Stephen E. Wilhite will be remembered as the creator of the Graphics
Interchange Format -- the ubiquitous GIF -- and always insisted it
be pronounced as "jif" with a soft "g".
Those who pointed out that his preferred pronunciation was
inconsistent or illogical were met with a stern: "They are wrong".
Wilhite created the GIF when working at CompuServe -- a pioneering
online service founded in 1969 and which, by the mid-1980s, had
evolved to the point some users expected to see graphics when they
dialled in to check their mails or chat in forums.
Wilhite and his colleagues devised the GIF in 1987 to make image
display possible on CompuServe. The format became a de facto standard
and then enjoyed an enormous revival in the early 2000s thanks to its
ability to display animations -- a feature greatly appreciated before
the widespread advent of streaming video -- and later by users of
social media.
A family obituary for Wilhite states that he received a Webby Lifetime
Achievement Award for the GIF and used his acceptance speech to again
restate his preferred pronunciation for the file format he created.
Wilhite and finished his career as chief architect from America Online
(which acquired CompuServe in 1997). He died aged 74 and is survived
by his wife Kathaleen, his son David, several stepchildren, 11
grandchildren and three great grandchildren.

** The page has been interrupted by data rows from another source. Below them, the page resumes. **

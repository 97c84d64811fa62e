//! Blocking texture readback for headless checks. Not available on wasm,
//! where buffer mapping cannot be waited on synchronously.

use crate::sim::GpuContext;
use crate::targets::RenderTarget;
use glam::Vec4;
use smoke_core::{Field, SimError};

const BYTES_PER_TEXEL: u32 = 8;

/// Copy `target` back to the host as a `Field`. Row 0 is the bottom of the
/// field, matching the CPU solver.
pub fn read_field(ctx: &GpuContext, target: &RenderTarget) -> Result<Field, SimError> {
    let size = target.size();
    let unpadded = size.x * BYTES_PER_TEXEL;
    let align = wgpu::COPY_BYTES_PER_ROW_ALIGNMENT;
    let padded = unpadded.div_ceil(align) * align;

    let staging = ctx.device.create_buffer(&wgpu::BufferDescriptor {
        label: Some("readback_staging"),
        size: (padded * size.y) as u64,
        usage: wgpu::BufferUsages::MAP_READ | wgpu::BufferUsages::COPY_DST,
        mapped_at_creation: false,
    });
    let mut encoder = ctx
        .device
        .create_command_encoder(&wgpu::CommandEncoderDescriptor {
            label: Some("readback"),
        });
    encoder.copy_texture_to_buffer(
        wgpu::TexelCopyTextureInfo {
            texture: target.texture(),
            mip_level: 0,
            origin: wgpu::Origin3d::ZERO,
            aspect: wgpu::TextureAspect::All,
        },
        wgpu::TexelCopyBufferInfo {
            buffer: &staging,
            layout: wgpu::TexelCopyBufferLayout {
                offset: 0,
                bytes_per_row: Some(padded),
                rows_per_image: Some(size.y),
            },
        },
        wgpu::Extent3d {
            width: size.x,
            height: size.y,
            depth_or_array_layers: 1,
        },
    );
    ctx.queue.submit(std::iter::once(encoder.finish()));

    let slice = staging.slice(..);
    let (sender, receiver) = futures_intrusive::channel::shared::oneshot_channel();
    slice.map_async(wgpu::MapMode::Read, move |result| {
        sender.send(result).ok();
    });
    let _ = ctx.device.poll(wgpu::Maintain::Wait);
    pollster::block_on(receiver.receive())
        .ok_or_else(|| SimError::Surface(format!("readback of `{}` dropped", target.label())))?
        .map_err(|e| SimError::Surface(format!("readback of `{}`: {e}", target.label())))?;

    let mut texels = Vec::with_capacity((size.x * size.y) as usize);
    {
        let data = slice.get_mapped_range();
        for row in data.chunks(padded as usize).take(size.y as usize) {
            for texel in row[..unpadded as usize].chunks_exact(BYTES_PER_TEXEL as usize) {
                let c = |i: usize| f16_to_f32(u16::from_le_bytes([texel[i], texel[i + 1]]));
                texels.push(Vec4::new(c(0), c(2), c(4), c(6)));
            }
        }
    }
    staging.unmap();
    staging.destroy();
    Field::from_texels(size, texels)
        .ok_or_else(|| SimError::Surface(format!("readback of `{}` was short", target.label())))
}

#[inline]
fn f16_to_f32(bits: u16) -> f32 {
    half::f16::from_bits(bits).to_f32()
}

Many GIFs almost certainly found their way onto the TRS-80 -- an
early personal microcomputer sold by Tandy through its network of
Radio Shack stores.
The computer was the brainchild of John Roach, who in the mid-1970s
saw the growing market for personal computers sold as kits and decided
a market existed for a pre-built machine.
That machine was the TRS-80, and its $599.95 price tag (about $1050 in
today's money) saw it sell strongly when it reached stores in 1977.
And as Tandy ran over 8,000 stores at the time, the TRS-80 brought
computers into the suburbs like no other previous machine.